Dawn Reader

Dawn Reader
from Open Door Coffee Co.; Hudson, OH; Oct. 26, 2016

Tuesday, June 9, 2015

All those files ... why?



We've got way too many file cabinets and drawers, each of which bulges and resists new immigrants. Cabinets stand in my study downstairs, in Joyce's study upstairs, out on the screened porch, which, one day (soon?), we hope to convert to a bedroom.

In my memoir Schoolboy (2012--which deals, mostly, with my early teaching career), I write about the feeling when I first arrived in my first classroom, #116, in what's now called Craddock School but in the fall of 1966 was the Aurora Middle School. Here's what I wrote in that text (available on Amazon--Kindle Direct):

A long green chalkboard ran almost the entire length of the front of the room. Hanging like window shades at the top of the board were some U. S. maps and a projection screen, all of which I could raise and lower. In the chalk tray lay a long wooden pointer with a rubber tip.  Above the board in an aluminum holder was a small American flag on a stick. Something to salute. In a back corner stood a single gray four-drawer file cabinet.  Empty.  High on another wall, a wooden P.A. speaker.

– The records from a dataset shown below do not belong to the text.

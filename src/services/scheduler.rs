//! Calendar-driven sync manager.
//!
//! Each source gets a designated morning hour so the daily full runs
//! stagger their load on the external APIs. On startup any source with an
//! empty store gets its first run immediately; after that an hourly tick
//! (or an optional cron expression) checks which sources are due. Assumes
//! one long-lived process in one timezone; a multi-instance deployment
//! would need external leader election to keep "one scheduled run per
//! day" true.

use anyhow::Result;
use chrono::{DateTime, Local, Timelike};
use serde::Serialize;
use std::collections::HashMap;
use std::sync::Arc;
use tokio::sync::RwLock;
use tokio::time::{Duration, interval};
use tokio_cron_scheduler::{Job, JobScheduler};
use tracing::{error, info, warn};

use crate::config::SchedulerConfig;
use crate::db::Store;
use crate::domain::Source;
use crate::models::cursor::parse_rfc3339;
use crate::services::catalog::ImportRunner;

#[derive(Debug, Serialize)]
pub struct SchedulerSnapshot {
    pub is_running: bool,
    pub tick_interval_minutes: u32,
    pub morning_hours: HashMap<String, u32>,
    pub active_sources: Vec<String>,
}

pub struct SyncManager {
    store: Store,
    runners: HashMap<Source, Arc<ImportRunner>>,
    config: SchedulerConfig,
    running: Arc<RwLock<bool>>,
}

impl SyncManager {
    #[must_use]
    pub fn new(
        store: Store,
        runners: HashMap<Source, Arc<ImportRunner>>,
        config: SchedulerConfig,
    ) -> Self {
        Self {
            store,
            runners,
            config,
            running: Arc::new(RwLock::new(false)),
        }
    }

    pub async fn start(self: Arc<Self>) -> Result<()> {
        if !self.config.enabled {
            info!("Sync manager is disabled in config");
            return Ok(());
        }

        *self.running.write().await = true;
        info!("Starting sync manager");

        self.startup_catchup().await;

        if let Some(cron_expr) = self.config.cron_expression.clone() {
            self.run_with_cron(&cron_expr).await
        } else {
            self.run_with_interval().await
        }
    }

    /// A source with zero imported records has never completed a first
    /// run; trigger it right away instead of waiting for its morning hour.
    async fn startup_catchup(&self) {
        for (source, runner) in &self.runners {
            match self.store.count_by_source(*source).await {
                Ok(0) => {
                    info!(
                        source = source.as_str(),
                        "Empty store, starting first import"
                    );
                    Self::spawn_run(Arc::clone(runner));
                }
                Ok(_) => {}
                Err(e) => warn!(source = source.as_str(), "Startup count failed: {e}"),
            }
        }
    }

    async fn run_with_cron(&self, cron_expr: &str) -> Result<()> {
        let mut sched = JobScheduler::new().await?;

        let store = self.store.clone();
        let runners = self.runners.clone();
        let config = self.config.clone();
        let running = Arc::clone(&self.running);

        let job = Job::new_async(cron_expr, move |_uuid, _lock| {
            let store = store.clone();
            let runners = runners.clone();
            let config = config.clone();
            let running = Arc::clone(&running);
            Box::pin(async move {
                if !*running.read().await {
                    return;
                }
                tick(&store, &runners, &config, Local::now()).await;
            })
        })?;

        sched.add(job).await?;
        sched.start().await?;

        info!("Sync manager running with cron: {}", cron_expr);

        loop {
            if !*self.running.read().await {
                break;
            }
            tokio::time::sleep(Duration::from_secs(1)).await;
        }

        sched.shutdown().await?;
        Ok(())
    }

    async fn run_with_interval(&self) -> Result<()> {
        let minutes = self.config.tick_interval_minutes.max(1);
        info!("Sync manager checking every {} minutes", minutes);

        let mut check = interval(Duration::from_secs(u64::from(minutes) * 60));
        check.tick().await; // immediate first tick; startup catchup already ran

        loop {
            check.tick().await;
            if !*self.running.read().await {
                break;
            }
            tick(&self.store, &self.runners, &self.config, Local::now()).await;
        }

        Ok(())
    }

    pub async fn stop(&self) {
        info!("Stopping sync manager...");
        *self.running.write().await = false;
    }

    pub async fn is_running(&self) -> bool {
        *self.running.read().await
    }

    /// Manual trigger used by the control surface; returns false when the
    /// source has no configured runner.
    pub fn trigger(&self, source: Source) -> bool {
        match self.runners.get(&source) {
            Some(runner) => {
                Self::spawn_run(Arc::clone(runner));
                true
            }
            None => false,
        }
    }

    #[must_use]
    pub fn runner(&self, source: Source) -> Option<&Arc<ImportRunner>> {
        self.runners.get(&source)
    }

    pub async fn snapshot(&self) -> SchedulerSnapshot {
        SchedulerSnapshot {
            is_running: self.is_running().await,
            tick_interval_minutes: self.config.tick_interval_minutes,
            morning_hours: self
                .runners
                .keys()
                .map(|s| (s.as_str().to_string(), self.config.morning_hour(*s)))
                .collect(),
            active_sources: self
                .runners
                .iter()
                .filter(|(_, runner)| runner.is_running())
                .map(|(source, _)| source.as_str().to_string())
                .collect(),
        }
    }

    fn spawn_run(runner: Arc<ImportRunner>) {
        tokio::spawn(async move {
            let source = runner.source();
            let outcome = runner.start().await;
            if outcome.is_already_running() {
                info!(source = source.as_str(), "Run already in progress, skipped");
            } else {
                info!(
                    source = source.as_str(),
                    imported = outcome.imported,
                    updated = outcome.updated,
                    "Scheduled run finished"
                );
            }
        });
    }
}

/// One scheduling pass: start every source whose morning hour matches,
/// that has not synced yet today and is not already running.
async fn tick(
    store: &Store,
    runners: &HashMap<Source, Arc<ImportRunner>>,
    config: &SchedulerConfig,
    now: DateTime<Local>,
) {
    for (source, runner) in runners {
        let key = source.as_str();

        if now.hour() != config.morning_hour(*source) {
            continue;
        }
        // The runner's in-process flag mirrors the persisted one and keeps
        // the hourly tick from racing a manual start.
        if runner.is_running() {
            continue;
        }

        match store.get_import_status(key).await {
            Ok(status) => {
                let status = status.as_ref();
                if status.is_some_and(|s| s.is_active) {
                    continue;
                }
                if ran_today(status.and_then(|s| s.last_sync_at.as_deref()), now) {
                    continue;
                }
            }
            Err(e) => {
                error!(source = key, "Status read failed during tick: {e}");
                continue;
            }
        }

        info!(
            source = key,
            hour = now.hour(),
            "Morning hour reached, starting sync"
        );
        SyncManager::spawn_run(Arc::clone(runner));
    }
}

/// Whether the stored last-sync stamp falls on today's local date.
#[must_use]
pub fn ran_today(last_sync_at: Option<&str>, now: DateTime<Local>) -> bool {
    last_sync_at
        .and_then(parse_rfc3339)
        .map(|sync| sync.with_timezone(&Local).date_naive() == now.date_naive())
        .unwrap_or(false)
}

#[cfg(test)]
mod tests {
    use super::*;
    use chrono::TimeZone;

    #[test]
    fn ran_today_compares_local_dates() {
        let now = Local.with_ymd_and_hms(2026, 3, 10, 9, 0, 0).unwrap();
        let this_morning = now - chrono::Duration::hours(3);
        let yesterday = now - chrono::Duration::days(1);

        assert!(ran_today(Some(&this_morning.to_rfc3339()), now));
        assert!(!ran_today(Some(&yesterday.to_rfc3339()), now));
        assert!(!ran_today(None, now));
        assert!(!ran_today(Some("not a timestamp"), now));
    }
}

The operative word there is empty. There was nothing in that file cabinet--nothing there for me to use in class. And so I spent much of my career filling that cabinet (and many others like it). When Joyce and I joined forces in late 1969, she commenced her additions.

So what's in those drawers?

Teaching materials. Myriads of files about writers and their works. (Shakespeare has three drawers!) Files about historical and cultural events. Throughout my career I would clip from newspapers and magazines any items that related to whatever I was teaching--or might teach. File them.

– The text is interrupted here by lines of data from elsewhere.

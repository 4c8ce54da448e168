use crate::domain::{ContentStatus, MediaType, Source};
use crate::models::content::{ContentRecord, RatingPatch};
use anyhow::Result;
use sea_orm::{ConnectOptions, ConnectionTrait, Database, DatabaseConnection, Statement};
use std::path::Path;
use std::time::Duration;
use tracing::info;

pub mod migrator;
pub mod repositories;

pub use repositories::content::ContentFilter;
pub use repositories::import_status::{ImportStatusRow, ProgressPhase};

/// Facade over the repositories. The import runners, the backfill manager
/// and the quota provider only ever see this narrow interface.
#[derive(Clone)]
pub struct Store {
    pub conn: DatabaseConnection,
}

impl Store {
    pub async fn new(db_url: &str) -> Result<Self> {
        Self::with_pool_options(db_url, 5, 1).await
    }

    pub async fn with_pool_options(
        db_url: &str,
        max_connections: u32,
        min_connections: u32,
    ) -> Result<Self> {
        use sea_orm_migration::MigratorTrait;

        if !db_url.contains(":memory:") {
            let path_str = db_url.trim_start_matches("sqlite:");
            if let Some(parent) = Path::new(path_str).parent() {
                tokio::fs::create_dir_all(parent).await.ok();
            }
            if !Path::new(path_str).exists() {
                std::fs::File::create(path_str)?;
            }
        }

        let mut opt = ConnectOptions::new(db_url.to_string());
        opt.max_connections(max_connections)
            .min_connections(min_connections)
            .connect_timeout(Duration::from_secs(10))
            .acquire_timeout(Duration::from_secs(10))
            .idle_timeout(Duration::from_secs(300))
            .max_lifetime(Duration::from_secs(600))
            .sqlx_logging(false);

        let conn = Database::connect(opt).await?;

        migrator::Migrator::up(&conn, None).await?;

        info!(
            "Database connected & migrations applied (pool: {}-{})",
            min_connections, max_connections
        );

        Ok(Self { conn })
    }

    pub async fn ping(&self) -> Result<()> {
        let backend = self.conn.get_database_backend();
        self.conn
            .query_one(Statement::from_string(backend, "SELECT 1".to_string()))
            .await?;
        Ok(())
    }

    fn content_repo(&self) -> repositories::content::ContentRepository {
        repositories::content::ContentRepository::new(self.conn.clone())
    }

    fn status_repo(&self) -> repositories::import_status::ImportStatusRepository {
        repositories::import_status::ImportStatusRepository::new(self.conn.clone())
    }

    // ========================================================================
    // Content Store
    // ========================================================================

    pub async fn get_content(&self, id: i32) -> Result<Option<ContentRecord>> {
        self.content_repo().get(id).await
    }

    pub async fn get_content_by_key(
        &self,
        source: Source,
        source_id: &str,
    ) -> Result<Option<ContentRecord>> {
        self.content_repo().get_by_key(source, source_id).await
    }

    pub async fn insert_content(&self, record: &ContentRecord) -> Result<i32> {
        self.content_repo().insert(record).await
    }

    pub async fn overwrite_catalog_fields(&self, id: i32, record: &ContentRecord) -> Result<()> {
        self.content_repo().overwrite_catalog(id, record).await
    }

    pub async fn apply_rating_patch(&self, id: i32, patch: &RatingPatch) -> Result<()> {
        self.content_repo().apply_rating_patch(id, patch).await
    }

    pub async fn list_by_source_and_status(
        &self,
        source: Source,
        statuses: &[ContentStatus],
    ) -> Result<Vec<ContentRecord>> {
        self.content_repo()
            .list_by_source_and_status(source, statuses)
            .await
    }

    pub async fn query_unrated(
        &self,
        media_types: &[MediaType],
        limit: u64,
    ) -> Result<Vec<ContentRecord>> {
        self.content_repo().query_unrated(media_types, limit).await
    }

    pub async fn count_unrated(&self, media_types: &[MediaType]) -> Result<u64> {
        self.content_repo().count_unrated(media_types).await
    }

    pub async fn count_rated(&self, media_type: MediaType) -> Result<u64> {
        self.content_repo().count_rated(media_type).await
    }

    pub async fn count_missing_rating(&self, media_type: MediaType) -> Result<u64> {
        self.content_repo().count_missing_rating(media_type).await
    }

    pub async fn count_by_source(&self, source: Source) -> Result<u64> {
        self.content_repo().count_by_source(source).await
    }

    pub async fn delete_by_source(&self, source: Source) -> Result<u64> {
        self.content_repo().delete_by_source(source).await
    }

    pub async fn list_content(&self, filter: &ContentFilter) -> Result<Vec<ContentRecord>> {
        self.content_repo().list(filter).await
    }

    // ========================================================================
    // Import Status Store
    // ========================================================================

    pub async fn get_import_status(&self, source: &str) -> Result<Option<ImportStatusRow>> {
        self.status_repo().get(source).await
    }

    pub async fn ensure_import_status(&self, source: &str) -> Result<ImportStatusRow> {
        self.status_repo().ensure(source).await
    }

    pub async fn set_source_active(&self, source: &str, active: bool) -> Result<()> {
        self.status_repo().set_active(source, active).await
    }

    pub async fn set_current_page(&self, source: &str, page: i32) -> Result<()> {
        self.status_repo().set_current_page(source, page).await
    }

    pub async fn set_total_imported(&self, source: &str, total: i32) -> Result<()> {
        self.status_repo().set_total_imported(source, total).await
    }

    pub async fn increment_total_imported(&self, source: &str, by: i32) -> Result<()> {
        self.status_repo()
            .increment_total_imported(source, by)
            .await
    }

    pub async fn set_total_available(&self, source: &str, total: Option<i32>) -> Result<()> {
        self.status_repo().set_total_available(source, total).await
    }

    pub async fn set_progress(
        &self,
        source: &str,
        phase: ProgressPhase,
        text: &str,
    ) -> Result<()> {
        self.status_repo().set_progress(source, phase, text).await
    }

    pub async fn append_sync_error(&self, source: &str, message: &str) -> Result<()> {
        self.status_repo().append_error(source, message).await
    }

    pub async fn set_cursor(&self, source: &str, cursor: Option<String>) -> Result<()> {
        self.status_repo().set_cursor(source, cursor).await
    }

    pub async fn mark_source_synced(&self, source: &str) -> Result<()> {
        self.status_repo().mark_synced(source).await
    }

    pub async fn reset_import_status(&self, source: &str) -> Result<()> {
        self.status_repo().reset(source).await
    }

    pub async fn list_import_statuses(&self) -> Result<Vec<ImportStatusRow>> {
        self.status_repo().list_all().await
    }
}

And so we have quite a treasure, don't we? But who, now, is it for? Joyce is still teaching an occasional course at Hiram College (where she still has a file cabinet), but I haven't taught since the spring of 2011 and will certainly not teach again. Oh sure, I occasionally (often?) go to those drawers to check information for something I'm writing. The files are priceless in that regard.

Example: Not long ago, posting something on Facebook about writer Russell Banks, I went to my Banks file and found the program for his appearance at Western Reserve Academy on May 9, 2000 ... useful, eh?

But now ...

Now I'm retired. I don't teach. But still ... just about every day I clip something from the New York Times, from a magazine--or I print something from the Internet. And, about once a week, I go out to the screen porch and file the clippings. I can almost hear the cabinets cry, Why?!!?!?

I remember the files of my mother, also an English teacher. One thing I recall: She had the LIFE magazine that included the full text of The Old Man and the Sea (Sept. 1, 1952). It's going for a chunk of change on eBay. But Mom tossed it all during one of her final moves. Sigh. (Link to the eBay listings.)

The pictures below show the dimensions of my/our problem (and there's not a photo of Joyce's files upstairs--she's working--mustn't interrupt!).

We've talked in a desultory way about what to do with all of it. Donate to one of the English Departments where we've taught? Give it to a promising young colleague?

After all, there's nothing quite so so daunting as beginning your career with emptiness.